Monday, March 15, 2021

We Can Pay For American Rescue Plan

 Popular Economics Weekly

“Consumer sentiment rose in early March to its highest level in a year due to the growing number of vaccinations as well as the widely anticipated passage of Biden's relief measures,” said the University of Michigan sentiment survey. “The gains were widespread across all socioeconomic subgroups and all regions, although the largest monthly gains were concentrated among households in the bottom third of the income distribution as well as those aged 55 or older (dark blue and gray lines in graph).”

Sentiments are soaring because the just passed American Rescue Plan (AMR) will boost benefits of lower and middle income consumers, raising incomes for the poorest 20 percent of families by an average of 20 percent, according to the Tax Policy Center's analysis, while top earners would see their income rise less than 1 percent in an NPR interview.

NPR

America can pay for the $1.9 trillion tab because it does not substantially raise the cost of the public debt over the long term if we look at the average annual budget deficit to GDP ratio that hasn’t varied substantially since WWII—the major exceptions being the need to finance recoveries from the Great Recession, and now the coronavirus pandemic.

USGov

The cost of financing public debt has averaged little more than 3 percent, historically because economic growth that followed that spending brought the public debt back down to manageable levels, whatever interest rates prevailed at the time.

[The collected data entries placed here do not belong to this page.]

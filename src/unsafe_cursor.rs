// Copyright 2023 Strixpyrr
//
// Licensed under the Apache License, Version 2.0 (the "License");
// you may not use this file except in compliance with the License.
// You may obtain a copy of the License at
//
//     http://www.apache.org/licenses/LICENSE-2.0
//
// Unless required by applicable law or agreed to in writing, software
// distributed under the License is distributed on an "AS IS" BASIS,
// WITHOUT WARRANTIES OR CONDITIONS OF ANY KIND, either express or implied.
// See the License for the specific language governing permissions and
// limitations under the License.

//! Direct segment access for codec and bridge implementors who would
//! otherwise have to copy through an intermediate `Vec<u8>` on every call.
//!
//! [`UnsafeCursor`] is "unsafe" in the buffer-invariant sense, not the
//! memory-safety sense: it has no `unsafe` blocks of its own, but it lets a
//! caller read or write a segment's backing array directly and is the only
//! place in this crate where a closure can under- or over-report how many
//! bytes it consumed or produced. [`crate::transform`] is built entirely on
//! top of this.

use crate::Buffer;

/// A short-lived handle onto a buffer's head and tail segments.
pub struct UnsafeCursor<'b> {
	buf: &'b mut Buffer,
}

impl<'b> UnsafeCursor<'b> {
	pub fn new(buf: &'b mut Buffer) -> Self {
		Self { buf }
	}

	/// Calls `f` with the readable window of the buffer's head segment, or an
	/// empty slice if the buffer has nothing buffered. `f` must return how
	/// many of the leading bytes it actually consumed; that many bytes are
	/// then dropped from the head of the buffer. Returns the consumed count.
	pub fn read_head(&mut self, f: impl FnOnce(&[u8]) -> usize) -> usize {
		let Some(seg) = self.buf.head() else {
			return 0;
		};
		let consumed = seg.borrow().read(|data| f(data).min(data.len()));
		self.buf.consume_from_head(consumed);
		consumed
	}

	/// Calls `f` with at least `min_capacity` bytes of writable space in the
	/// buffer's tail segment. `f` must return how many of the leading bytes
	/// it actually wrote; that many bytes are then appended to the buffer.
	/// `min_capacity` must not exceed [`crate::SEGMENT_SIZE`].
	pub fn write_tail(&mut self, min_capacity: usize, f: impl FnOnce(&mut [u8]) -> usize) -> usize {
		let tail = self.buf.writable_tail(min_capacity);
		let produced = {
			let mut seg = tail.borrow_mut();
			seg.write_tail(|slice| f(slice).min(slice.len()))
		};
		tail.borrow_mut().grow(produced);
		self.buf.add_size(produced);
		produced
	}
}

#[cfg(test)]
mod tests {
	use super::*;
	use pretty_assertions::assert_eq;

	#[test]
	fn read_head_consumes_only_reported_count() {
		let mut buf = Buffer::new();
		buf.write_from_slice(b"hello world");
		let mut cursor = UnsafeCursor::new(&mut buf);
		let n = cursor.read_head(|data| {
			assert_eq!(data, b"hello world");
			5
		});
		assert_eq!(n, 5);
		assert_eq!(buf.size(), 6);
	}

	#[test]
	fn write_tail_grows_by_reported_count() {
		let mut buf = Buffer::new();
		let mut cursor = UnsafeCursor::new(&mut buf);
		let n = cursor.write_tail(4, |slice| {
			slice[..4].copy_from_slice(b"ABCD");
			4
		});
		assert_eq!(n, 4);
		assert_eq!(buf.size(), 4);
		assert_eq!(buf.snapshot().as_slice(), b"ABCD");
	}
}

Financing the $5 trillion in debt that congress has passed since the onset of the coronavirus pandemic should follow the same trajectory. For example, the new $1.9 trillion from the American Rescue will create 7 million new jobs by December, according to the Congressional Budget Office.

“Between 1946 and 2019,” says the CBO, “the deficit as a share of GDP has been larger than that only twice. In CBO’s projections, annual deficits relative to the size of the economy generally continue to decline through 2027 before increasing again in the last few years of the projection period, reaching 5.3 percent of GDP in 2030. They exceed their 50-year average of 3.0 percent in each year through 2030.”

Predictions of real GDP growth are soaring since the AMR’s passage. The Organization for Economic Cooperation and Development projects the U.S. economy will grow by 6.5 percent this year, according to NPR. That's more than twice the growth rate it was projecting in December — thanks in large part to more robust federal aid.

And employment is already surging, thanks to the prior pandemic aid packages. The February employment report added 465,000 private payroll jobs, with 355,000 of those jobs in leisure and hospitality — restaurants, hotels, casinos, theaters—all in the service sector.

All signs point to a robust recovery, in other words, which is why I don’t see any problem with managing a ‘new’ New Deal spending bill when it benefits so many Americans at a time of greatest need, the need to recover from a pandemic that has cost more American lives than our combined wars.